Évidemment, nos nouveaux diplômés ont de nouvelles compétences. Ils sont mieux préparés à prendre en charge la comorbidité et la polypharmacie, à gérer les maladies chroniques, à travailler en équipes interdisciplinaires, à utiliser la technologie et à s’associer avec diverses communautés.
Le mouvement contre-culture de la médecine familiale a survécu, mais il faut raviver la flamme. Les échecs de la réforme des soins de santé en frustrent plusieurs. Même si le Canada a évité certaines défaillances qu’a connues le système des États-Unis, nous nous débattons tous pour attirer et former assez de médecins de famille, les soutenir au besoin dans la pratique, et les outiller pour améliorer les soins aux patients et la santé de la population.
Les réussites des pionniers et des premières générations de médecins de famille peuvent encore inspirer le leadership.
La continuité des soins est une valeur fondamentale pour les cliniciens, les patients et la médecine familiale. Elle améliore les soins aux patients et la santé de la population, sans compter qu’elle ajoute de la valeur aux systèmes de santé. Nous devons renouveler notre engagement à être là pour nos patients et à entretenir des relations à long terme, empreintes de compassion.
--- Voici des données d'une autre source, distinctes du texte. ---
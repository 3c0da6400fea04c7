//! Clean the output directory

use anyhow::{Context, Result};
use std::fs;

use crate::Site;

/// Remove the output directory
///
/// Refuses when the destination is the site directory or one of its
/// parents, since removing it would take the config and manifest with it.
pub fn run(site: &Site) -> Result<()> {
    if !site.destination.exists() {
        return Ok(());
    }

    let destination = site
        .destination
        .canonicalize()
        .with_context(|| format!("resolving {:?}", site.destination))?;
    let base_dir = site
        .base_dir
        .canonicalize()
        .with_context(|| format!("resolving {:?}", site.base_dir))?;

    if base_dir.starts_with(&destination) {
        anyhow::bail!(
            "Refusing to clean {:?}: it contains the site directory {:?}",
            destination,
            base_dir
        );
    }

    fs::remove_dir_all(&destination)?;
    tracing::info!("Deleted: {:?}", destination);

    Ok(())
}

#[cfg(test)]
mod tests {
    use super::*;
    use crate::config::SiteConfig;

    #[test]
    fn test_clean_removes_destination() {
        let dir = tempfile::tempdir().unwrap();
        let site = Site::new(dir.path()).unwrap();
        fs::create_dir_all(&site.destination).unwrap();
        fs::write(site.index_path(), "<div></div>").unwrap();

        run(&site).unwrap();
        assert!(!site.destination.exists());

        // Nothing to remove is fine too
        run(&site).unwrap();
    }

    #[test]
    fn test_clean_refuses_site_directory() {
        for destination in ["", ".", ".."] {
            let dir = tempfile::tempdir().unwrap();
            let site_dir = dir.path().join("site");
            fs::create_dir_all(&site_dir).unwrap();
            let config_path = site_dir.join("_config.yml");
            fs::write(&config_path, "title: Blog\n").unwrap();

            let config = SiteConfig {
                destination: destination.to_string(),
                ..SiteConfig::default()
            };
            let site = Site::with_config(&site_dir, config);

            let err = run(&site).unwrap_err();
            assert!(err.to_string().contains("Refusing to clean"), "{:?}", destination);
            assert!(config_path.exists(), "config removed for {:?}", destination);
        }
    }
}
Nous devons offrir à nos stagiaires des expériences de continuité qui leur démontrent la valeur de la médecine familiale et apportent l’épanouissement qui a soutenu des générations de médecins de famille.
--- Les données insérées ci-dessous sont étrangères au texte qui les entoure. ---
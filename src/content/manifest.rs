//! Post manifest loading
//!
//! A manifest is a YAML or JSON file holding the ordered post records the
//! index is built from. It is either a bare list or a map with a `posts`
//! list:
//!
//! ```yaml
//! posts:
//!   - title: Hello World
//!     url: /2025/01/05/hello-world/
//!     date: 2025-01-05 10:30:00 +0100
//!     excerpt: <p>First post.</p>
//! ```
//!
//! Entry order is kept exactly as written.

use chrono_tz::Tz;
use serde::de::{self, Deserializer, MapAccess, SeqAccess, Visitor};
use serde::Deserialize;
use std::fmt;
use std::fs;
use std::path::Path;

use super::Post;
use crate::error::{Error, Result};
use crate::helpers::parse_date;

/// Serialization format of a manifest
#[derive(Debug, Clone, Copy, PartialEq, Eq)]
pub enum ManifestFormat {
    Yaml,
    Json,
}

impl ManifestFormat {
    /// Pick the format from a file extension
    pub fn from_path(path: &Path) -> Option<Self> {
        match path.extension()?.to_str()?.to_ascii_lowercase().as_str() {
            "yml" | "yaml" => Some(Self::Yaml),
            "json" => Some(Self::Json),
            _ => None,
        }
    }
}

/// Custom deserializer that reads any scalar as text
///
/// Unquoted YAML like `title: 1984` or `title: true` arrives as a number or
/// boolean; those are kept as their written form.
fn scalar_text<'de, D>(deserializer: D) -> std::result::Result<Option<String>, D::Error>
where
    D: Deserializer<'de>,
{
    struct ScalarText;

    impl<'de> Visitor<'de> for ScalarText {
        type Value = Option<String>;

        fn expecting(&self, formatter: &mut fmt::Formatter) -> fmt::Result {
            formatter.write_str("a string, number or boolean")
        }

        fn visit_str<E: de::Error>(self, value: &str) -> std::result::Result<Self::Value, E> {
            Ok(Some(value.to_string()))
        }

        fn visit_string<E: de::Error>(self, value: String) -> std::result::Result<Self::Value, E> {
            Ok(Some(value))
        }

        fn visit_bool<E: de::Error>(self, value: bool) -> std::result::Result<Self::Value, E> {
            Ok(Some(value.to_string()))
        }

        fn visit_i64<E: de::Error>(self, value: i64) -> std::result::Result<Self::Value, E> {
            Ok(Some(value.to_string()))
        }

        fn visit_u64<E: de::Error>(self, value: u64) -> std::result::Result<Self::Value, E> {
            Ok(Some(value.to_string()))
        }

        fn visit_f64<E: de::Error>(self, value: f64) -> std::result::Result<Self::Value, E> {
            Ok(Some(value.to_string()))
        }

        fn visit_none<E: de::Error>(self) -> std::result::Result<Self::Value, E> {
            Ok(None)
        }

        fn visit_unit<E: de::Error>(self) -> std::result::Result<Self::Value, E> {
            Ok(None)
        }
    }

    deserializer.deserialize_any(ScalarText)
}

/// A post as written in the manifest, before its date is parsed
#[derive(Debug, Default, Deserialize)]
#[serde(default)]
struct RawPost {
    #[serde(deserialize_with = "scalar_text")]
    title: Option<String>,
    #[serde(deserialize_with = "scalar_text")]
    url: Option<String>,
    #[serde(deserialize_with = "scalar_text")]
    date: Option<String>,
    #[serde(deserialize_with = "scalar_text")]
    excerpt: Option<String>,
}

/// Top-level manifest: a bare list of posts, or a map holding `posts`
#[derive(Debug)]
struct Manifest(Vec<RawPost>);

impl<'de> Deserialize<'de> for Manifest {
    fn deserialize<D>(deserializer: D) -> std::result::Result<Self, D::Error>
    where
        D: Deserializer<'de>,
    {
        struct ManifestVisitor;

        impl<'de> Visitor<'de> for ManifestVisitor {
            type Value = Manifest;

            fn expecting(&self, formatter: &mut fmt::Formatter) -> fmt::Result {
                formatter.write_str("a list of posts or a map with a `posts` list")
            }

            fn visit_seq<S>(self, mut seq: S) -> std::result::Result<Self::Value, S::Error>
            where
                S: SeqAccess<'de>,
            {
                let mut posts = Vec::new();
                while let Some(post) = seq.next_element::<RawPost>()? {
                    posts.push(post);
                }
                Ok(Manifest(posts))
            }

            fn visit_map<M>(self, mut map: M) -> std::result::Result<Self::Value, M::Error>
            where
                M: MapAccess<'de>,
            {
                let mut posts = None;
                while let Some(key) = map.next_key::<String>()? {
                    if key == "posts" {
                        posts = Some(map.next_value::<Option<Vec<RawPost>>>()?.unwrap_or_default());
                    } else {
                        map.next_value::<de::IgnoredAny>()?;
                    }
                }
                posts
                    .map(Manifest)
                    .ok_or_else(|| de::Error::missing_field("posts"))
            }
        }

        deserializer.deserialize_any(ManifestVisitor)
    }
}

/// Load posts from a manifest file
///
/// Dates without an offset are read in `tz` (UTC when `None`).
pub fn load_posts<P: AsRef<Path>>(path: P, tz: Option<Tz>) -> Result<Vec<Post>> {
    let path = path.as_ref();
    let format = ManifestFormat::from_path(path)
        .ok_or_else(|| Error::UnsupportedManifest(path.to_path_buf()))?;
    let content = fs::read_to_string(path).map_err(|e| Error::io(path, e))?;

    let posts = parse_manifest(&content, format, tz).map_err(|e| match e {
        ParseError::Yaml(source) => Error::Yaml {
            path: path.to_path_buf(),
            source,
        },
        ParseError::Json(source) => Error::Json {
            path: path.to_path_buf(),
            source,
        },
        ParseError::Other(e) => e,
    })?;

    tracing::debug!("Loaded {} posts from {:?}", posts.len(), path);
    Ok(posts)
}

#[derive(Debug)]
enum ParseError {
    Yaml(serde_yaml::Error),
    Json(serde_json::Error),
    Other(Error),
}

fn parse_manifest(
    content: &str,
    format: ManifestFormat,
    tz: Option<Tz>,
) -> std::result::Result<Vec<Post>, ParseError> {
    if content.trim().is_empty() {
        return Ok(Vec::new());
    }

    let manifest: Manifest = match format {
        ManifestFormat::Yaml => serde_yaml::from_str(content).map_err(ParseError::Yaml)?,
        ManifestFormat::Json => serde_json::from_str(content).map_err(ParseError::Json)?,
    };

    manifest
        .0
        .into_iter()
        .enumerate()
        .map(|(index, raw)| to_post(index, raw, tz).map_err(ParseError::Other))
        .collect()
}

fn to_post(index: usize, raw: RawPost, tz: Option<Tz>) -> Result<Post> {
    let value = raw.date.unwrap_or_default();
    let date = parse_date(&value, tz).ok_or(Error::InvalidDate { index, value })?;

    Ok(Post {
        title: raw.title.unwrap_or_default(),
        url: raw.url.unwrap_or_default(),
        date,
        excerpt: raw.excerpt.unwrap_or_default(),
    })
}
La pratique communautaire a été le fondement de l’accès aux soins, de la connexion avec les ressources, de la compréhension de la vie des patients et de la prise en compte des déterminants sociaux de la santé. Elle a aussi contribué à intégrer les soins aux patients et la santé populationnelle pour combler les lacunes révélées par la pandémie de la COVID-19. Les stagiaires devraient connaître la vie des communautés qu’ils servent. De telles expériences devraient être valorisées dans les carrières universitaires.
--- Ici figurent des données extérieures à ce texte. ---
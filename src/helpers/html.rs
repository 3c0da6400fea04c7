//! HTML helper functions

/// Escape HTML special characters
pub fn html_escape(s: &str) -> String {
    s.replace('&', "&amp;")
        .replace('<', "&lt;")
        .replace('>', "&gt;")
        .replace('"', "&quot;")
        .replace('\'', "&#39;")
}

/// Strip HTML tags from a string
///
/// A `<` only opens a tag when followed by a letter, `/` or `!`; any other
/// `<` or `>` is kept as text.
pub fn strip_html(s: &str) -> String {
    let mut result = String::with_capacity(s.len());
    let mut in_tag = false;
    let mut chars = s.chars().peekable();

    while let Some(c) = chars.next() {
        match c {
            '<' if !in_tag => {
                let opens_tag = chars
                    .peek()
                    .is_some_and(|&next| next.is_ascii_alphabetic() || next == '/' || next == '!');
                if opens_tag {
                    in_tag = true;
                } else {
                    result.push(c);
                }
            }
            '>' if in_tag => in_tag = false,
            _ if !in_tag => result.push(c),
            _ => {}
        }
    }

    result
}

/// Generate an anchor tag; both the href and the text are escaped
///
/// # Examples
/// ```ignore
/// link_to("/2025/01/05/hello/", "Hello & welcome", Some("post-link"))
/// // -> <a class="post-link" href="/2025/01/05/hello/">Hello &amp; welcome</a>
/// ```
pub fn link_to(href: &str, text: &str, class: Option<&str>) -> String {
    let class_attr = class
        .map(|c| format!(r#" class="{}""#, html_escape(c)))
        .unwrap_or_default();
    format!(
        r#"<a{} href="{}">{}</a>"#,
        class_attr,
        html_escape(href),
        html_escape(text)
    )
}

#[cfg(test)]
mod tests {
    use super::*;

    #[test]
    fn test_html_escape() {
        assert_eq!(
            html_escape(r#"<a href="x">Tom & Jerry's</a>"#),
            "&lt;a href=&quot;x&quot;&gt;Tom &amp; Jerry&#39;s&lt;/a&gt;"
        );
    }

    #[test]
    fn test_strip_html() {
        assert_eq!(strip_html("<p>Hello <b>World</b></p>"), "Hello World");
        assert_eq!(strip_html("<!-- more --><p>a</p>"), "a");
    }

    #[test]
    fn test_strip_html_keeps_bare_brackets() {
        assert_eq!(strip_html("<p>1 < 2</p>"), "1 < 2");
        assert_eq!(strip_html("<p>3 > 2 and x <= y</p>"), "3 > 2 and x <= y");
    }

    #[test]
    fn test_link_to() {
        assert_eq!(
            link_to("/a?b=1&c=2", "A <B>", Some("post-link")),
            r#"<a class="post-link" href="/a?b=1&amp;c=2">A &lt;B&gt;</a>"#
        );
        assert_eq!(link_to("", "", None), r#"<a href=""></a>"#);
    }
}
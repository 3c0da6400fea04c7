//! Errors raised while loading site config and post manifests

use std::path::PathBuf;

/// Result alias for the loading layer
pub type Result<T> = std::result::Result<T, Error>;

#[derive(Debug, thiserror::Error)]
pub enum Error {
    #[error("failed to read {path:?}: {source}")]
    Io {
        path: PathBuf,
        #[source]
        source: std::io::Error,
    },

    #[error("invalid YAML in {path:?}: {source}")]
    Yaml {
        path: PathBuf,
        #[source]
        source: serde_yaml::Error,
    },

    #[error("invalid JSON in {path:?}: {source}")]
    Json {
        path: PathBuf,
        #[source]
        source: serde_json::Error,
    },

    #[error("invalid TOML in {path:?}: {source}")]
    Toml {
        path: PathBuf,
        #[source]
        source: toml::de::Error,
    },

    #[error("unsupported manifest {0:?}: expected .yml, .yaml or .json")]
    UnsupportedManifest(PathBuf),

    #[error("post #{index} has an unparseable date: {value:?}")]
    InvalidDate { index: usize, value: String },

    #[error("unknown timezone: {0:?}")]
    UnknownTimezone(String),

    #[error("a site config already exists at {0:?}")]
    ConfigExists(PathBuf),
}

impl Error {
    pub(crate) fn io(path: impl Into<PathBuf>, source: std::io::Error) -> Self {
        Error::Io {
            path: path.into(),
            source,
        }
    }
}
Des soins complets exigent de répondre aux besoins urgents des patients au même titre que le rythme des soins complets qui bâtit les relations. Les stagiaires et les praticiens, même ceux qui travaillent dans les milieux universitaires, doivent explorer de meilleures façons de fournir des soins aux patients qu’ils servent.
De nos jours, les soins de santé ont besoin de leaders compétents, réfléchis et courageux. Nous croyons que les médecins de famille peuvent être les agents de changement dont nous avons besoin pour améliorer les soins, la santé et les systèmes. Personne n’a une meilleure préparation ou des perspectives plus riches.
Footnotes
Remerciements
Nous remercions nos collègues pour leurs commentaires sur les ébauches de ce texte : le Dr Roger Strasser, professeur de santé rurale à l’Université du Waikato à Hamilton (NZ); le Dr Theodore J. Phillips, professeur clinicien émérite de médecine familiale à l’Université de Washington à Seattle (É.-U.); Toby Keys, professeur adjoint d’enseignement à l’Université de Washington à Seattle (É.-U.); Kathryn E. Phillips, agente principale de programme à la California Health Care Foundation à Oakland (É.-U.); la Dre Jane Uygur, praticienne générale universitaire au Royal College of Surgeons à Dublin (Irlande); et le Dr Mark Murphy, praticien général à Dublin.
Intérêts concurrents
Aucun déclaré
Les opinions exprimées dans les commentaires sont celles des auteurs. Leur publication ne signifie pas qu’elles soient sanctionnées par le Collège des médecins de famille du Canada.
Cet article a fait l’objet d’une révision par des pairs.